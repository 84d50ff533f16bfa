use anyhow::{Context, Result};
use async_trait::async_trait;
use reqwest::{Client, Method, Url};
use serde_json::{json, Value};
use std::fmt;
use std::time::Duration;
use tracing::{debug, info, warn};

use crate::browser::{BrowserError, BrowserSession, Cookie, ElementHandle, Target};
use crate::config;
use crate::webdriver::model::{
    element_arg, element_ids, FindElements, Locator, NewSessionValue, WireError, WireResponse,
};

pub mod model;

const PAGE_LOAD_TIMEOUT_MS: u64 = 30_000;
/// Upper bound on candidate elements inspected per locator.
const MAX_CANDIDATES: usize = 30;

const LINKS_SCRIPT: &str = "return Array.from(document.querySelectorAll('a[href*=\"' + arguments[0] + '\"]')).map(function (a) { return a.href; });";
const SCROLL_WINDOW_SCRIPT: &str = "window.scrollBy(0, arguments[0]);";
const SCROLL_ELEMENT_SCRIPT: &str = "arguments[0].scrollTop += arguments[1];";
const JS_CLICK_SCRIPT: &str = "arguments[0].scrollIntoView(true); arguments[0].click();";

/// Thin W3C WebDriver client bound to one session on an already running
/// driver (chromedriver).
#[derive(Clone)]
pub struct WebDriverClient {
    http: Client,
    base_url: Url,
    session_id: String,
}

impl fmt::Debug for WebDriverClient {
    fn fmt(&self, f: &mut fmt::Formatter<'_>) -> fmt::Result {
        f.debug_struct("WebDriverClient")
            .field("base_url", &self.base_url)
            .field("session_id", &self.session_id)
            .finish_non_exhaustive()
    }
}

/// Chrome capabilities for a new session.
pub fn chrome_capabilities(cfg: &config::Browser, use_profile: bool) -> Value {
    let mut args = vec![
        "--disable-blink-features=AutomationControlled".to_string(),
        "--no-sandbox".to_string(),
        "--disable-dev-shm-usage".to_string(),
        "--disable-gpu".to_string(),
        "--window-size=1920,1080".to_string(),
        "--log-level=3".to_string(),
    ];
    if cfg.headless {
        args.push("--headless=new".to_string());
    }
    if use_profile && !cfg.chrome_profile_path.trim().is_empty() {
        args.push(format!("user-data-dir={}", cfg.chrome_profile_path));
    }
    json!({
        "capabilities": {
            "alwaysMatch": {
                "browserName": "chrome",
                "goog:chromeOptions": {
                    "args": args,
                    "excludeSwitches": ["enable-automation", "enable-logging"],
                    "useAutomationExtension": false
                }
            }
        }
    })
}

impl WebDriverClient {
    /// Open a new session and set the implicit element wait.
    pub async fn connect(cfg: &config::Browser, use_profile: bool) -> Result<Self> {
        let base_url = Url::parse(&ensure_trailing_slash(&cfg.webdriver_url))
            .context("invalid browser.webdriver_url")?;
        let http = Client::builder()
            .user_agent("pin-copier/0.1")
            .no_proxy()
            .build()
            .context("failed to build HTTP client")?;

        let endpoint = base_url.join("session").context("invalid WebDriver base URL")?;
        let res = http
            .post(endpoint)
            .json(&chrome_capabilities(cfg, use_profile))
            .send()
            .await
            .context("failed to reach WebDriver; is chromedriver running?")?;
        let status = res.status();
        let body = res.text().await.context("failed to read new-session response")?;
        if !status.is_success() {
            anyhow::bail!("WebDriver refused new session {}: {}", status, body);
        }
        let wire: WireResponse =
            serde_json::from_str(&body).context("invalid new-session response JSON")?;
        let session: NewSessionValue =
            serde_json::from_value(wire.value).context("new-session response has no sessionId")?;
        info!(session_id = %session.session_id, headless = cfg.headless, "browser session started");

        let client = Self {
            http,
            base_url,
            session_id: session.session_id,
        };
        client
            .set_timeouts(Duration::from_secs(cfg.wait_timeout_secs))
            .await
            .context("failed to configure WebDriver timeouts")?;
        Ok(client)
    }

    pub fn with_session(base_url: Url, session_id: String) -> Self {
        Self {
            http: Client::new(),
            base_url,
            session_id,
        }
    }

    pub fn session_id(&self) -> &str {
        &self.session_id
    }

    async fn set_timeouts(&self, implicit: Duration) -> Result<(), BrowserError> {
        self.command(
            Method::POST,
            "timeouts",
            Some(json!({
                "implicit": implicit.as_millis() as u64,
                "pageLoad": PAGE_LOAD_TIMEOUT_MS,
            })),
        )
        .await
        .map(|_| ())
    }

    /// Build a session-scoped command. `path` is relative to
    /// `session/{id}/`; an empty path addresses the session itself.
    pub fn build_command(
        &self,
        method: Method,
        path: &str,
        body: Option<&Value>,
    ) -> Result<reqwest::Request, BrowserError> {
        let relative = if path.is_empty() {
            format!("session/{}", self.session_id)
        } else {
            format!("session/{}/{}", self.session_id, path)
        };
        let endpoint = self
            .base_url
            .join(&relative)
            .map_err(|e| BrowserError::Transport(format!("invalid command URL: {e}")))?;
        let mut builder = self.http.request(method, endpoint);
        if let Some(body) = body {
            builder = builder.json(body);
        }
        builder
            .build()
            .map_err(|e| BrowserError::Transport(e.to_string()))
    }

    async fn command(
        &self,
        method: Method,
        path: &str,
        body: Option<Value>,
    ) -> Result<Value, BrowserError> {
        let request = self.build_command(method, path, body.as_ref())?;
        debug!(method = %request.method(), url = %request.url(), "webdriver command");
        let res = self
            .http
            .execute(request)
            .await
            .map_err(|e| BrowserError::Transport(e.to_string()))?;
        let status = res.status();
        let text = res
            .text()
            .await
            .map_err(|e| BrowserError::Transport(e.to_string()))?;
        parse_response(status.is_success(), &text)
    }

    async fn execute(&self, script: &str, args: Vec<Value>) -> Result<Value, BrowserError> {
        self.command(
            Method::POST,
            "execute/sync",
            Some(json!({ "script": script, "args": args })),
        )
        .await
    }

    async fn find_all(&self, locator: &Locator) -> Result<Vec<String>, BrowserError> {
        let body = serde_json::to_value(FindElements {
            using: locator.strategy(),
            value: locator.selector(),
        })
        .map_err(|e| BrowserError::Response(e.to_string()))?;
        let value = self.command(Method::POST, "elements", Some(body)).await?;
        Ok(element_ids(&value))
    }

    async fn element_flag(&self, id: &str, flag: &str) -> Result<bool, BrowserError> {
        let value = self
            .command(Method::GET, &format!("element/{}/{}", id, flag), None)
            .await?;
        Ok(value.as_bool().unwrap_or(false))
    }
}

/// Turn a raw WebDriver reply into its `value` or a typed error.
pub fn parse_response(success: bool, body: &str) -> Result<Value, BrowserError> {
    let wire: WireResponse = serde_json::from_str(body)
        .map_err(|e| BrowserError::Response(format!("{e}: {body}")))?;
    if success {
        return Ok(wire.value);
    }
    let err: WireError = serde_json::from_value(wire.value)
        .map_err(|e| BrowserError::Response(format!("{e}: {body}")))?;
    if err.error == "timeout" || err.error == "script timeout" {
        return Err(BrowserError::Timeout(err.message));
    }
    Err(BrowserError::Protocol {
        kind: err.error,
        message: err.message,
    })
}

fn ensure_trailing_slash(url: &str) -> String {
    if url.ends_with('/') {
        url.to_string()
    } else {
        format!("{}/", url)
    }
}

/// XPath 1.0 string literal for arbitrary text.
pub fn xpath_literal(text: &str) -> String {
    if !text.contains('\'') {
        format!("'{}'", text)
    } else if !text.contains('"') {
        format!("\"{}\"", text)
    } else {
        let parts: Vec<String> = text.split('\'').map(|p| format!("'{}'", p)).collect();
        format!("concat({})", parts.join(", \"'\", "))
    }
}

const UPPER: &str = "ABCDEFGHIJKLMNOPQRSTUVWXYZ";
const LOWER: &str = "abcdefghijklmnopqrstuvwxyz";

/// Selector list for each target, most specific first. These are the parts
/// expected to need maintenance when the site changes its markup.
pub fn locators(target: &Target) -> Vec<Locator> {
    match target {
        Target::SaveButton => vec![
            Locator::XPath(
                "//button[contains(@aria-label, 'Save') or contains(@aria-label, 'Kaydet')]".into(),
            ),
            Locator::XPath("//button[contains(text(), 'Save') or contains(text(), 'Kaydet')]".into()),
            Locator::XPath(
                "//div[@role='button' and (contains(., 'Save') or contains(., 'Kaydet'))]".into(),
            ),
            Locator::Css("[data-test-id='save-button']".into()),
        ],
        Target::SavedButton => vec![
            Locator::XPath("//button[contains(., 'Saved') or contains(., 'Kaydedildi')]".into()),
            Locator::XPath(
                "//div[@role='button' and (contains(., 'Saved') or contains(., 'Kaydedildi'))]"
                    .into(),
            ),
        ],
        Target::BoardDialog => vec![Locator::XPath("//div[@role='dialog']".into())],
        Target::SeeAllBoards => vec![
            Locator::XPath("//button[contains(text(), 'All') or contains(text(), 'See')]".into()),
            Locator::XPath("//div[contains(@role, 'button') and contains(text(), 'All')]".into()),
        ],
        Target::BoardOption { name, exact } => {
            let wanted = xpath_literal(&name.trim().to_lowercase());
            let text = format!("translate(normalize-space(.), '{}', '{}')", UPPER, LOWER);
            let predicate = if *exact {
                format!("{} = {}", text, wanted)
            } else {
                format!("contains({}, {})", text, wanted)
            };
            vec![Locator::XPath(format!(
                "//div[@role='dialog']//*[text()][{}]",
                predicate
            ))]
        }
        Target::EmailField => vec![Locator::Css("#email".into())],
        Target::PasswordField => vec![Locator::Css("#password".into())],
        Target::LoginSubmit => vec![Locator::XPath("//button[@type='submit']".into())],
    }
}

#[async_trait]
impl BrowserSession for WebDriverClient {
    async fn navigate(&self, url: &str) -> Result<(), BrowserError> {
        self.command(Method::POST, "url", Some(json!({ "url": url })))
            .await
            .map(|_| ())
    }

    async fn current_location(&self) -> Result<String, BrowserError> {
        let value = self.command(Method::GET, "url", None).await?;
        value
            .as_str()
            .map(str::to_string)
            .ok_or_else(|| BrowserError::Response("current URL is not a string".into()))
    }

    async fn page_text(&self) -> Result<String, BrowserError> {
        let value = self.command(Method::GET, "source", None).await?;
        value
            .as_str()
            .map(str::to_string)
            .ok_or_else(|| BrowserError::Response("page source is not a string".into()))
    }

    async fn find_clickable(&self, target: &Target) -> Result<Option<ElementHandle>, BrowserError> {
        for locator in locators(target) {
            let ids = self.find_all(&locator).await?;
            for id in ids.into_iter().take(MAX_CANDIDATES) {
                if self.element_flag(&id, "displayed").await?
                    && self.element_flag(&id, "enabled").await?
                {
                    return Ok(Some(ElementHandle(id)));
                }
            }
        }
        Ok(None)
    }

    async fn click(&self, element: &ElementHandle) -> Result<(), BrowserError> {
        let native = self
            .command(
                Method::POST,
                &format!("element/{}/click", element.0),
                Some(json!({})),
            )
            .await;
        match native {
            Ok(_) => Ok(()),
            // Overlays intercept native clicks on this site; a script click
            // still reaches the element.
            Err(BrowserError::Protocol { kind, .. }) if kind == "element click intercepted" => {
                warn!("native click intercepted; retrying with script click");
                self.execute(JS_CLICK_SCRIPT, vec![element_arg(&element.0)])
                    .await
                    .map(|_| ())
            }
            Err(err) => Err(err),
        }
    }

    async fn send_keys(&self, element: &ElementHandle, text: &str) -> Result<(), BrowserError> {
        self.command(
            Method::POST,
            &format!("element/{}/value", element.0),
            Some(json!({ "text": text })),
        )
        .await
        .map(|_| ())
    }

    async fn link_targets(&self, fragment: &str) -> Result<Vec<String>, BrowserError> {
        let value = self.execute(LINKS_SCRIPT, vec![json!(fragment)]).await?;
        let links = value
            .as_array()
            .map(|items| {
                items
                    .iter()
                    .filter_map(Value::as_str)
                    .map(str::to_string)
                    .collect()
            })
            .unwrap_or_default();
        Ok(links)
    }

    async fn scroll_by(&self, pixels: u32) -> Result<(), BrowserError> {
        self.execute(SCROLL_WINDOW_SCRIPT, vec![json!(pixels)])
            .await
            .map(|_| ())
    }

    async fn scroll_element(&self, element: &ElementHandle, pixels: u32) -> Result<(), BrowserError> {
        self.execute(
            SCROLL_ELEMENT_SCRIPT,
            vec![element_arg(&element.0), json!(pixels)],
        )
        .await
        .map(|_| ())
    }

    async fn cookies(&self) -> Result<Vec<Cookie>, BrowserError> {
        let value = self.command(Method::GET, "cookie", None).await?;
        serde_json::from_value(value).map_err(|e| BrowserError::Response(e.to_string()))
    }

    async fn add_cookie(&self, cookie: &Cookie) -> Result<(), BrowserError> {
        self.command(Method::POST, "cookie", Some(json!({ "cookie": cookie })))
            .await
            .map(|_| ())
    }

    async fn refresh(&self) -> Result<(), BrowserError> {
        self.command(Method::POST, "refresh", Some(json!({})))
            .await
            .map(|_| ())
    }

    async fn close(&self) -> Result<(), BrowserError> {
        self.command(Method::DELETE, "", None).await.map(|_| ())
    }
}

● ● ● ● ●

REQUIRED WORK:
If a line in the records holds the string "data", copy it.

SOLUTION TO THIS TASK:
        args.push(format!("user-data-dir={}", cfg.chrome_profile_path));
            Locator::Css("[data-test-id='save-button']".into()),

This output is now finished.